*** Entries provided ***

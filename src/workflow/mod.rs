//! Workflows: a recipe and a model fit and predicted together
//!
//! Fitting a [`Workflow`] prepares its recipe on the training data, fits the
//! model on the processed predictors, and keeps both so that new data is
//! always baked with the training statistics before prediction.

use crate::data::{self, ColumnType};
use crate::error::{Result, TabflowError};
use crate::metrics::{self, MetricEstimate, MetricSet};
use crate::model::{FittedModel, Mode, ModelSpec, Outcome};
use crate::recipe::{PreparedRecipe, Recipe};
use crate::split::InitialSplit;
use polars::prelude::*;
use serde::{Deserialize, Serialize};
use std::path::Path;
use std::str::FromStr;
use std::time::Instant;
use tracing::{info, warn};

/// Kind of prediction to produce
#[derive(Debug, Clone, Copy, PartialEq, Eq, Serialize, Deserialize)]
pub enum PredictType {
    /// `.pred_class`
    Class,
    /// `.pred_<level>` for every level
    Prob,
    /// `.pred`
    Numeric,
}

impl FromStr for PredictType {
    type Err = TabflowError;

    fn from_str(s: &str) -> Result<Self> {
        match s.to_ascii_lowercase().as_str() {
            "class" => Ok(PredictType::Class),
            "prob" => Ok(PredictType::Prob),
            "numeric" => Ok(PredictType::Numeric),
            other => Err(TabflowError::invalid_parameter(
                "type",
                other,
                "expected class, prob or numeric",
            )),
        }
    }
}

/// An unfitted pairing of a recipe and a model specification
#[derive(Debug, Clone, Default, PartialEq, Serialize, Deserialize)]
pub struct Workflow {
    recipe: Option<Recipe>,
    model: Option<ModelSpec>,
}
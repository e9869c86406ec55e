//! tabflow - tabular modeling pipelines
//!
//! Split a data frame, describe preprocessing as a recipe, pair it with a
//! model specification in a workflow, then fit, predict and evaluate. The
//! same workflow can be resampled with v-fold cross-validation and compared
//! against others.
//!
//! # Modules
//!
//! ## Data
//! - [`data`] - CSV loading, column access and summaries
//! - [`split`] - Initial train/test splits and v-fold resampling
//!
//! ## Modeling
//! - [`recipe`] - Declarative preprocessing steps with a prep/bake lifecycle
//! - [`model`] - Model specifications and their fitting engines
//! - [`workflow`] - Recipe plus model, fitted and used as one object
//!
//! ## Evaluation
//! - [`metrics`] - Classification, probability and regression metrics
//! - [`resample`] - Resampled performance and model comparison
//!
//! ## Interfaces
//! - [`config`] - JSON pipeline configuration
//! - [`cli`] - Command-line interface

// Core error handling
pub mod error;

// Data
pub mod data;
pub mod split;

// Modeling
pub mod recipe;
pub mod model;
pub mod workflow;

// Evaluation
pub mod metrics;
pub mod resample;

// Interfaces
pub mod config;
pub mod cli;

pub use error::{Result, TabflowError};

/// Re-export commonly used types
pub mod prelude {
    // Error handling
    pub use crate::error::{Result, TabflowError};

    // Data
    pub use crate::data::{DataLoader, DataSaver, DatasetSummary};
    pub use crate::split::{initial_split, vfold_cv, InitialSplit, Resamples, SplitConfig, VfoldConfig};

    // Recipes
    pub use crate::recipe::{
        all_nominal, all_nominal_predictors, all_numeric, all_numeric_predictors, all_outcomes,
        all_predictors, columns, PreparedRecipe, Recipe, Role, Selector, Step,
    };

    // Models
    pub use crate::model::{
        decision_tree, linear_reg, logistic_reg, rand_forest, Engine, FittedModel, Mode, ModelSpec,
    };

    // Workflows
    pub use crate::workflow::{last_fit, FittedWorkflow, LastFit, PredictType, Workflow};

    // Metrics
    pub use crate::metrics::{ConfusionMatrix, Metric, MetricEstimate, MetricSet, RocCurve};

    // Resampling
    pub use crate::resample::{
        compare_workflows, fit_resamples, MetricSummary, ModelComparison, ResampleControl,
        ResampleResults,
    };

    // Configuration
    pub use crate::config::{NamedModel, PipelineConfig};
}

*** End of Entries provided ***

# Action item
Each line of the data that holds the word "Serialize" should be copied.

# Solution to this problem
use serde::{Deserialize, Serialize};
#[derive(Debug, Clone, Copy, PartialEq, Eq, Serialize, Deserialize)]
#[derive(Debug, Clone, Default, PartialEq, Serialize, Deserialize)]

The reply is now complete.